• WHAT YOU HAVE TO DO
When a line in the records includes the string "phone", it goes into the tally; report that tally alone.

Dataset entries:

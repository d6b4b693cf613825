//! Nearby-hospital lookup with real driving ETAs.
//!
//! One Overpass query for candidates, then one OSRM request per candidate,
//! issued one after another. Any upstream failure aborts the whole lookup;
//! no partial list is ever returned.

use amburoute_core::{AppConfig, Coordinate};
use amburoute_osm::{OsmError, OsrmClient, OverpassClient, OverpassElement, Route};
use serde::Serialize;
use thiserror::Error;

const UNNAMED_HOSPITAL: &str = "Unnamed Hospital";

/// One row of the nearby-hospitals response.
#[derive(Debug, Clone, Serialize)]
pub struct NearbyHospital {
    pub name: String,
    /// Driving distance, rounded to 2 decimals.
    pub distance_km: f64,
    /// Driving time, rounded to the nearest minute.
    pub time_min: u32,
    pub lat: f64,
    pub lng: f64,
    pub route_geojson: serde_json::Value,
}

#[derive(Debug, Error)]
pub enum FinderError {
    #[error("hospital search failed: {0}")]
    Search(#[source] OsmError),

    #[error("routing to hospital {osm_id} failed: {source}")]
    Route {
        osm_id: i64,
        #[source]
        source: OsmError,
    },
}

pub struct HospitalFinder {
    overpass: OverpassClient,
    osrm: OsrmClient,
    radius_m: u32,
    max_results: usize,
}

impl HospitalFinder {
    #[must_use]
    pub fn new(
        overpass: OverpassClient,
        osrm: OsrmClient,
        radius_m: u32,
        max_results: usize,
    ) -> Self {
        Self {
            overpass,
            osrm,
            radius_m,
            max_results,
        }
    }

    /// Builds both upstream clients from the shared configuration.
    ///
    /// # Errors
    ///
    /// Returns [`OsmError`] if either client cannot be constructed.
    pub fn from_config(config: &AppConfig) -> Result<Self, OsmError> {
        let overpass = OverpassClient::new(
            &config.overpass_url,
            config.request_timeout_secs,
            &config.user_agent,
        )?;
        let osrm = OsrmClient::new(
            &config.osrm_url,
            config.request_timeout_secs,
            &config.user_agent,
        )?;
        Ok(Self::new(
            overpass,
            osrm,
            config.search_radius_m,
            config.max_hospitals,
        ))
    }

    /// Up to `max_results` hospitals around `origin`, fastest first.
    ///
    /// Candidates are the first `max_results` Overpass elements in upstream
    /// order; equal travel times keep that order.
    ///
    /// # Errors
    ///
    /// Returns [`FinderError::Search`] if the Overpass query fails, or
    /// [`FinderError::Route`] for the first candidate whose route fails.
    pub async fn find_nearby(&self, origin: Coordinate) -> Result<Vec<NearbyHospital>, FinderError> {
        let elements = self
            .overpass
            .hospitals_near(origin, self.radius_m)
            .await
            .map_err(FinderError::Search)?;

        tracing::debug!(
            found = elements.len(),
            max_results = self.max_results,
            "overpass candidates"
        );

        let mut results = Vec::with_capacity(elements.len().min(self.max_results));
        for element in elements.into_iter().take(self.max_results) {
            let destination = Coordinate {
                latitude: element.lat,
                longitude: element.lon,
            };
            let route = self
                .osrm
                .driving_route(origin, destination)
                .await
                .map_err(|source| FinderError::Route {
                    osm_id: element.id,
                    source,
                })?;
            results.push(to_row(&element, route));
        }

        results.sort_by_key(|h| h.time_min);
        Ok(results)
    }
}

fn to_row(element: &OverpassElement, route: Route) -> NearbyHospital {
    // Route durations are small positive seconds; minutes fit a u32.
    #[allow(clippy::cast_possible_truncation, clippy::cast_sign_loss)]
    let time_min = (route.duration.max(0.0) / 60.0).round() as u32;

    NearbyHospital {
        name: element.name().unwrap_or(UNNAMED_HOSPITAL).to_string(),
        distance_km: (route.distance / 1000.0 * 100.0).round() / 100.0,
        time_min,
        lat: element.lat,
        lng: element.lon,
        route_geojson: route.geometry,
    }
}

==

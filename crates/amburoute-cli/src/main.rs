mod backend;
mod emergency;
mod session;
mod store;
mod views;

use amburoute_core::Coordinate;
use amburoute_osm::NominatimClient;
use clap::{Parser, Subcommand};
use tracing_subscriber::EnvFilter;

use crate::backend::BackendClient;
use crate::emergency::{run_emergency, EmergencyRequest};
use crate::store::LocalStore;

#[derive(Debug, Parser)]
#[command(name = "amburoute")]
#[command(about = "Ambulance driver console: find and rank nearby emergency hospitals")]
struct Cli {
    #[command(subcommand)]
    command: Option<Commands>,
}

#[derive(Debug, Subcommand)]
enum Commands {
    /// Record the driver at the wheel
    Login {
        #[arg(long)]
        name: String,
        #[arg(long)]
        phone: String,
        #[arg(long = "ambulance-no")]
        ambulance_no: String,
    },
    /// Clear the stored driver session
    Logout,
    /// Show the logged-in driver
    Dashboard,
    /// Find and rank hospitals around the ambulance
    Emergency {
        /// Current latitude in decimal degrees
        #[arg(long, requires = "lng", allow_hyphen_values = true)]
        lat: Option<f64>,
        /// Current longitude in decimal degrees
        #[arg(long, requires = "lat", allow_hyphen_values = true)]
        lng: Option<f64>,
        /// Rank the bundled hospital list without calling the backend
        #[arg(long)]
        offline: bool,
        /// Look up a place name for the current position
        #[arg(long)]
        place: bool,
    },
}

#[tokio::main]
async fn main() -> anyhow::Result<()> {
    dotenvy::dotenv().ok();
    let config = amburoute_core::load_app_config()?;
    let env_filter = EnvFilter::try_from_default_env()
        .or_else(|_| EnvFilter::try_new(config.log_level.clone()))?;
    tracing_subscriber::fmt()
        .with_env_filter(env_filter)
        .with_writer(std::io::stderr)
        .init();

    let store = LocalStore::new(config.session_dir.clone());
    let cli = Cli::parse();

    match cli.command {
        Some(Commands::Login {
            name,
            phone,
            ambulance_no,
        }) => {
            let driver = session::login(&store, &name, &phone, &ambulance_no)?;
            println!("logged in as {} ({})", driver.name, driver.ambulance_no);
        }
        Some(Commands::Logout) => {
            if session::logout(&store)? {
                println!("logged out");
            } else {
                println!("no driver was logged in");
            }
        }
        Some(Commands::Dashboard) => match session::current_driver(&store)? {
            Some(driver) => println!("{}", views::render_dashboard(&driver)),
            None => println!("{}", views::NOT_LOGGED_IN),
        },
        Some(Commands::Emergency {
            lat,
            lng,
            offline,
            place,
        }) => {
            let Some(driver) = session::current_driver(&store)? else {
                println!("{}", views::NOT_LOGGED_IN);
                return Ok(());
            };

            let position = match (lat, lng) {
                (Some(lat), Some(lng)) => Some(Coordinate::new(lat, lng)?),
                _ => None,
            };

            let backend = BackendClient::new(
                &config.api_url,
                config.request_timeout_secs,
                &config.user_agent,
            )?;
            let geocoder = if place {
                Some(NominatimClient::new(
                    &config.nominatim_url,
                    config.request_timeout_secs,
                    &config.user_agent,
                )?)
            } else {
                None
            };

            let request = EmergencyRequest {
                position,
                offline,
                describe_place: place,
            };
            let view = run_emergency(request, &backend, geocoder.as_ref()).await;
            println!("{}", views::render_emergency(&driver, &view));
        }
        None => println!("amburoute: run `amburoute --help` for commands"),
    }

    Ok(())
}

--

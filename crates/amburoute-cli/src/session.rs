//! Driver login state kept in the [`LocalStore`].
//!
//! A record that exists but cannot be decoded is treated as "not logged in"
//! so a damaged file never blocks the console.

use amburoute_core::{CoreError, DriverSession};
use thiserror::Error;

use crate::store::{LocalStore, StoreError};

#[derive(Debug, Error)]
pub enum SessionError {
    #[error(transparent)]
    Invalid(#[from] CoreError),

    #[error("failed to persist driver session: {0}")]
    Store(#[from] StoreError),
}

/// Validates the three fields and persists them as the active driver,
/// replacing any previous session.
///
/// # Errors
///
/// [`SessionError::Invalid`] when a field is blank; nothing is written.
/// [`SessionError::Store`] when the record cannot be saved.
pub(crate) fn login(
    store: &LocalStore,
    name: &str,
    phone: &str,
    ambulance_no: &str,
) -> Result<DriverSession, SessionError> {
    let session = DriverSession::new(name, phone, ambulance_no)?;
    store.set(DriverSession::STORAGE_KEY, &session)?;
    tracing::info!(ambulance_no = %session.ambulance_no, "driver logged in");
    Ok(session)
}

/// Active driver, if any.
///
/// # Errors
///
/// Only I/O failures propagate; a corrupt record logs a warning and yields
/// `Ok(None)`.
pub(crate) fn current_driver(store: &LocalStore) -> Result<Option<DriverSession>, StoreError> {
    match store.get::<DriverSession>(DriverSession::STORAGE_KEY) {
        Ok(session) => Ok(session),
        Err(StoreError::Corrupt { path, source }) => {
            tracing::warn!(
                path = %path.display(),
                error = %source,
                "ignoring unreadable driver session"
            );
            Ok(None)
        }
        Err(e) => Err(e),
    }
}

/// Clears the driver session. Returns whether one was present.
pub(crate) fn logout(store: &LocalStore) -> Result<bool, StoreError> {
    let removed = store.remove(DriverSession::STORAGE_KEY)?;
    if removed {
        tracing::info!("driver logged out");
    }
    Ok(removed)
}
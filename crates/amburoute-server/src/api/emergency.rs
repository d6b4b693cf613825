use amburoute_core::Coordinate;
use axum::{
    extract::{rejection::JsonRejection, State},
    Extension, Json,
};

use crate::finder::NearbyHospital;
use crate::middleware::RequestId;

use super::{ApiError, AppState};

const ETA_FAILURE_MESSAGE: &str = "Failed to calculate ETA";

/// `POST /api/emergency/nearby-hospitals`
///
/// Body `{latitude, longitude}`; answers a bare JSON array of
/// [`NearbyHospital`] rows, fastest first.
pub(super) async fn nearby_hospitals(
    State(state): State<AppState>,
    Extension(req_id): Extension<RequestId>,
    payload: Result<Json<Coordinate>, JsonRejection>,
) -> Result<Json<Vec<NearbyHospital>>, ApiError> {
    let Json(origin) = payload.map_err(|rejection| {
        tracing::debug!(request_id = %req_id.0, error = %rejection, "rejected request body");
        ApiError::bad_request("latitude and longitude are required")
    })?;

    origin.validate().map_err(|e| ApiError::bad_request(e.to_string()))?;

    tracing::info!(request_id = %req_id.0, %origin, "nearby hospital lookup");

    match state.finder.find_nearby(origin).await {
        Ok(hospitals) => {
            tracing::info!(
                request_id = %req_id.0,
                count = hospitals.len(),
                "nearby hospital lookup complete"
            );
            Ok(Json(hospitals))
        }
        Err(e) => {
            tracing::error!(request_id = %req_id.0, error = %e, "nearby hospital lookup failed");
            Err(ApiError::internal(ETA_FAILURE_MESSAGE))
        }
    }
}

• ANSWER SECTION
5